Re: Selective Searches Based on User Identity

2009-05-13 Thread Michael Ludwig

Terence Gannon schrieb:

Paul -- thanks for the reply, I appreciate it.  That's a very
practical approach, and is worth taking a closer look at.  Actually,
taking your idea one step further, perhaps three fields; 1) ownerUid
(uid of the document's owner) 2) grantedUid (uid of users who have
been granted access), and 3) deniedUid (uid of users specifically
denied access to the document).


Grants might change quite a bit, the owner will likely remain the same.

Wouldn't it be better to include only the owner in the document and
store grants someplace else, like in an RDBMS or - if you don't want
one - a lightweight embedded database like BDB?

That way you could have your application tag an ineluctable filter query
onto each and every user query, which would ensure to include only those
documents in the results the owner of which has granted the user access.

Considering that I'm a Solr/Lucene newbie, this approach might have a
disadvantage that escapes me, which is why other people haven't made
this particular suggestion.
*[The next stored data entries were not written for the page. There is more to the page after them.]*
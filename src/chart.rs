use std::panic;
use std::path::Path;

use anyhow::Context;
use plotters::coord::Shift;
use plotters::prelude::*;
use plotters::style::text_anchor::{HPos, Pos, VPos};
use plotters::style::{FontDesc, FontFamily, FontStyle};
use plotters_backend::{
    BackendColor, BackendCoord, BackendStyle, BackendTextStyle, DrawingBackend, DrawingErrorKind,
};

use crate::models::{ChartDataset, FillMode, TraceStyle};

pub const DEFAULT_WIDTH: u32 = 1024;
pub const DEFAULT_HEIGHT: u32 = 720;
pub const DEFAULT_MARGIN: u32 = 50;

const SKILL_COLOR: RGBColor = RGBColor(200, 0, 100);
const GRID_COLOR: RGBColor = RGBColor(170, 170, 170);
const BAND_PALETTE: [RGBColor; 5] = [
    RGBColor(30, 144, 255),
    RGBColor(34, 139, 34),
    RGBColor(255, 165, 0),
    RGBColor(148, 103, 189),
    RGBColor(90, 90, 90),
];

// Normalized radius 1.0 is the outermost ring; labels sit outside it and
// the coordinate range leaves room for them.
const LABEL_RADIUS: f64 = 1.12;
const COORD_EXTENT: f64 = 1.3;

#[derive(Debug, Clone)]
pub struct RenderOptions {
    pub width: u32,
    pub height: u32,
    pub margin: u32,
    pub band_style: TraceStyle,
    pub skill_style: TraceStyle,
}

impl Default for RenderOptions {
    fn default() -> Self {
        Self {
            width: DEFAULT_WIDTH,
            height: DEFAULT_HEIGHT,
            margin: DEFAULT_MARGIN,
            band_style: TraceStyle::band_default(),
            skill_style: TraceStyle::skill_default(),
        }
    }
}

/// Renders the prepared dataset as a radar chart PNG at `path`.
pub fn render_png(
    dataset: &ChartDataset,
    path: &Path,
    options: &RenderOptions,
) -> anyhow::Result<()> {
    // The bitmap backend re-attempts the save when dropped and panics if
    // that fails, so the missing-directory case has to be caught up front
    // and anything left guarded against unwinds.
    if let Some(parent) = path.parent() {
        if !parent.as_os_str().is_empty() && !parent.is_dir() {
            anyhow::bail!(
                "failed to write chart to {}: directory {} does not exist",
                path.display(),
                parent.display()
            );
        }
    }

    let rendered = panic::catch_unwind(panic::AssertUnwindSafe(|| -> anyhow::Result<()> {
        let backend = BitMapBackend::new(path, (options.width, options.height));
        let root = FontTolerantBackend::new(backend).into_drawing_area();
        draw_radar(&root, dataset, options)?;
        root.present()?;
        Ok(())
    }));

    match rendered {
        Ok(result) => {
            result.with_context(|| format!("failed to write chart to {}", path.display()))
        }
        Err(_) => Err(anyhow::anyhow!(
            "plotting backend panicked while writing {}",
            path.display()
        )),
    }
}

/// Maps axis `index` of `axis_count` at normalized `radius` onto cartesian
/// coordinates. The first axis points straight up and the rest follow
/// clockwise; `index == axis_count` lands back on the first axis, which is
/// how the dataset's closure row comes out on top of row zero.
fn project(index: usize, axis_count: usize, radius: f64) -> (f64, f64) {
    let angle = std::f64::consts::FRAC_PI_2
        - std::f64::consts::TAU * (index as f64) / (axis_count as f64);
    (radius * angle.cos(), radius * angle.sin())
}

fn band_color(index: usize) -> RGBColor {
    BAND_PALETTE[index % BAND_PALETTE.len()]
}

fn draw_radar<DB>(
    root: &DrawingArea<DB, Shift>,
    dataset: &ChartDataset,
    options: &RenderOptions,
) -> anyhow::Result<()>
where
    DB: DrawingBackend,
    DB::ErrorType: 'static,
{
    root.fill(&WHITE)?;

    let axis_count = dataset.skill_count();
    anyhow::ensure!(axis_count > 0, "dataset has no skill rows");

    let mut max_radius = dataset.max_radius();
    if !max_radius.is_finite() || max_radius <= 0.0 {
        max_radius = 1.0;
    }

    // Equal x/y value ranges on an unequal pixel area would squash the
    // circle, so the wider axis range absorbs the aspect ratio.
    let plot_width = options.width.saturating_sub(options.margin * 2).max(1) as f64;
    let plot_height = options.height.saturating_sub(options.margin * 2).max(1) as f64;
    let aspect = plot_width / plot_height;
    let (x_extent, y_extent) = if aspect >= 1.0 {
        (COORD_EXTENT * aspect, COORD_EXTENT)
    } else {
        (COORD_EXTENT, COORD_EXTENT / aspect)
    };

    let mut chart = ChartBuilder::on(root)
        .margin(options.margin)
        .build_cartesian_2d(-x_extent..x_extent, -y_extent..y_extent)?;

    let thresholds: Vec<f64> = dataset.rows[0].band_levels.clone();

    // Fill pass, outermost band first so each inner band paints over it
    // and the visible result is nested rings.
    if options.band_style.fill() == FillMode::ToNext {
        let mut fill_order: Vec<usize> = (0..dataset.band_names.len()).collect();
        fill_order.sort_by(|&a, &b| {
            thresholds[b]
                .partial_cmp(&thresholds[a])
                .unwrap_or(std::cmp::Ordering::Equal)
        });

        for band_index in fill_order {
            let points: Vec<(f64, f64)> = dataset
                .rows
                .iter()
                .enumerate()
                .map(|(i, row)| project(i, axis_count, row.band_levels[band_index] / max_radius))
                .collect();
            chart.draw_series(std::iter::once(Polygon::new(
                points,
                band_color(band_index).mix(options.band_style.opacity()),
            )))?;
        }
    }

    for index in 0..axis_count {
        let tip = project(index, axis_count, 1.0);
        chart.draw_series(std::iter::once(PathElement::new(
            vec![(0.0, 0.0), tip],
            GRID_COLOR.mix(0.6),
        )))?;
    }

    // Band outlines in declared order; these carry the legend entries.
    for (band_index, name) in dataset.band_names.iter().enumerate() {
        let color = band_color(band_index);
        let points: Vec<(f64, f64)> = dataset
            .rows
            .iter()
            .enumerate()
            .map(|(i, row)| project(i, axis_count, row.band_levels[band_index] / max_radius))
            .collect();
        chart
            .draw_series(std::iter::once(PathElement::new(
                points,
                Color::stroke_width(&color, options.band_style.line_width().round().max(1.0) as u32),
            )))?
            .label(name.clone())
            .legend(move |(x, y)| {
                PathElement::new(vec![(x, y), (x + 30, y)], Color::stroke_width(&color, 2))
            });
    }

    // The skill trace walks every row as prepared; the appended closure
    // row is what brings the line back to its first vertex.
    let skill_points: Vec<(f64, f64)> = dataset
        .rows
        .iter()
        .enumerate()
        .map(|(i, row)| project(i, axis_count, row.level / max_radius))
        .collect();
    chart
        .draw_series(std::iter::once(PathElement::new(
            skill_points,
            Color::stroke_width(&SKILL_COLOR, options.skill_style.line_width().round().max(1.0) as u32),
        )))?
        .label("Skill Level")
        .legend(|(x, y)| {
            PathElement::new(vec![(x, y), (x + 30, y)], Color::stroke_width(&SKILL_COLOR, 4))
        });

    let label_style = FontDesc::new(FontFamily::SansSerif, 16.0, FontStyle::Normal)
        .color(&BLACK)
        .pos(Pos::new(HPos::Center, VPos::Center));
    for (index, row) in dataset.rows.iter().take(axis_count).enumerate() {
        let position = project(index, axis_count, LABEL_RADIUS);
        chart.draw_series(std::iter::once(Text::new(
            row.skill.clone(),
            position,
            label_style.clone(),
        )))?;
    }

    root.draw(&Text::new(
        "Working Proficiency",
        (
            options.width as i32 - options.margin as i32,
            (options.margin / 4) as i32,
        ),
        FontDesc::new(FontFamily::SansSerif, 18.0, FontStyle::Bold)
            .color(&BLACK)
            .pos(Pos::new(HPos::Right, VPos::Top)),
    ))?;

    chart
        .configure_series_labels()
        .background_style(&WHITE.mix(0.8))
        .border_style(&BLACK.mix(0.3))
        .label_font(FontDesc::new(FontFamily::SansSerif, 16.0, FontStyle::Normal))
        .position(SeriesLabelPosition::UpperRight)
        .draw()?;

    Ok(())
}

/// Backend wrapper that degrades gracefully when no usable system font is
/// installed: labels are skipped instead of failing the whole render, and
/// text measurement falls back to a rough estimate. Chart geometry and the
/// PNG write never depend on font availability.
struct FontTolerantBackend<DB> {
    inner: DB,
}

impl<DB> FontTolerantBackend<DB> {
    fn new(inner: DB) -> Self {
        Self { inner }
    }
}

impl<DB: DrawingBackend> DrawingBackend for FontTolerantBackend<DB> {
    type ErrorType = DB::ErrorType;

    fn get_size(&self) -> (u32, u32) {
        self.inner.get_size()
    }

    fn ensure_prepared(&mut self) -> Result<(), DrawingErrorKind<Self::ErrorType>> {
        self.inner.ensure_prepared()
    }

    fn present(&mut self) -> Result<(), DrawingErrorKind<Self::ErrorType>> {
        self.inner.present()
    }

    fn draw_pixel(
        &mut self,
        point: BackendCoord,
        color: BackendColor,
    ) -> Result<(), DrawingErrorKind<Self::ErrorType>> {
        self.inner.draw_pixel(point, color)
    }

    fn draw_line<S: BackendStyle>(
        &mut self,
        from: BackendCoord,
        to: BackendCoord,
        style: &S,
    ) -> Result<(), DrawingErrorKind<Self::ErrorType>> {
        self.inner.draw_line(from, to, style)
    }

    fn draw_rect<S: BackendStyle>(
        &mut self,
        upper_left: BackendCoord,
        bottom_right: BackendCoord,
        style: &S,
        fill: bool,
    ) -> Result<(), DrawingErrorKind<Self::ErrorType>> {
        self.inner.draw_rect(upper_left, bottom_right, style, fill)
    }

    fn draw_path<S: BackendStyle, I: IntoIterator<Item = BackendCoord>>(
        &mut self,
        path: I,
        style: &S,
    ) -> Result<(), DrawingErrorKind<Self::ErrorType>> {
        self.inner.draw_path(path, style)
    }

    fn draw_circle<S: BackendStyle>(
        &mut self,
        center: BackendCoord,
        radius: u32,
        style: &S,
        fill: bool,
    ) -> Result<(), DrawingErrorKind<Self::ErrorType>> {
        self.inner.draw_circle(center, radius, style, fill)
    }

    fn fill_polygon<S: BackendStyle, I: IntoIterator<Item = BackendCoord>>(
        &mut self,
        vert: I,
        style: &S,
    ) -> Result<(), DrawingErrorKind<Self::ErrorType>> {
        self.inner.fill_polygon(vert, style)
    }

    fn blit_bitmap(
        &mut self,
        pos: BackendCoord,
        (iw, ih): (u32, u32),
        src: &[u8],
    ) -> Result<(), DrawingErrorKind<Self::ErrorType>> {
        self.inner.blit_bitmap(pos, (iw, ih), src)
    }

    fn draw_text<TStyle: BackendTextStyle>(
        &mut self,
        text: &str,
        style: &TStyle,
        pos: BackendCoord,
    ) -> Result<(), DrawingErrorKind<Self::ErrorType>> {
        match panic::catch_unwind(panic::AssertUnwindSafe(|| {
            self.inner.draw_text(text, style, pos)
        })) {
            Ok(Ok(())) => Ok(()),
            Ok(Err(DrawingErrorKind::FontError(_))) | Err(_) => Ok(()),
            Ok(Err(other)) => Err(other),
        }
    }

    fn estimate_text_size<TStyle: BackendTextStyle>(
        &self,
        text: &str,
        style: &TStyle,
    ) -> Result<(u32, u32), DrawingErrorKind<Self::ErrorType>> {
        match panic::catch_unwind(panic::AssertUnwindSafe(|| {
            self.inner.estimate_text_size(text, style)
        })) {
            Ok(Ok(size)) => Ok(size),
            _ => {
                let height = style.size().max(1.0) as u32;
                let width = (text.chars().count() as u32).max(1) * height / 2;
                Ok((width.max(1), height))
            }
        }
    }
}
If so, I'd be happy to learn why this isn't
preferable.

Michael Ludwig


RE: Selective Searches Based on User Identity

2009-05-13 Thread Terence Gannon
Yes, the ownerUid will likely be assigned once and never changed.  But
you still need it, in order to keep track of who has contributed which
document.

I've been going over some of the simpler query scenarios, and Solr is
capable of handling them without having to resort to an external
RDBMS.  In order to limit documents to those which a given user owns,
or those to which he has been granted access, the syntax fragment
would be something like;

ownerUid:ab2734 or grantedUid:ab2734

where abs2734 is the uid for the user doing the query.  However, I'm
less comfortable with more complex query scenarios, particularly if
the concept of groups is eventually introduced, which is likely in my
scenario.
In the latter case, it may be necessary to use an external RDBMS.
I'll plead ignorance of the 'ineluctable filter query' and will have
to read up on that one.

With respect to updates to rights, they are not likely to be that
frequent, but when they are, they entire document will have to be
reindexed rather than simply updating the grantedUid and/or deniedUid
fields.  I don't believe Solr supports the updating of individual
fields, at least not yet.  This may be another reason to eventually go
to an external RDBMS.

Thanks very much for your help!

Terence

-Original Message-
From: Michael Ludwig
Sent: May 13, 2009 05:27
To: solr-user@lucene.apache.org
Subject: Re: Selective Searches Based on User Identity

Terence Gannon schrieb:
 Paul -- thanks for the reply, I appreciate it.  That's a very
 practical approach, and is worth taking a closer look at.  Actually,
 taking your idea one step further, perhaps three fields; 1) ownerUid
 (uid of the document's owner) 2) grantedUid (uid of users who have
 been granted access), and 3) deniedUid (uid of users specifically
 denied access to the document).

Grants might change quite a bit, the owner will likely remain the same.

Wouldn't it be better to include only the owner in the document and
store grants someplace else, like in an RDBMS or - if you don't want
one - a lightweight embedded database like BDB?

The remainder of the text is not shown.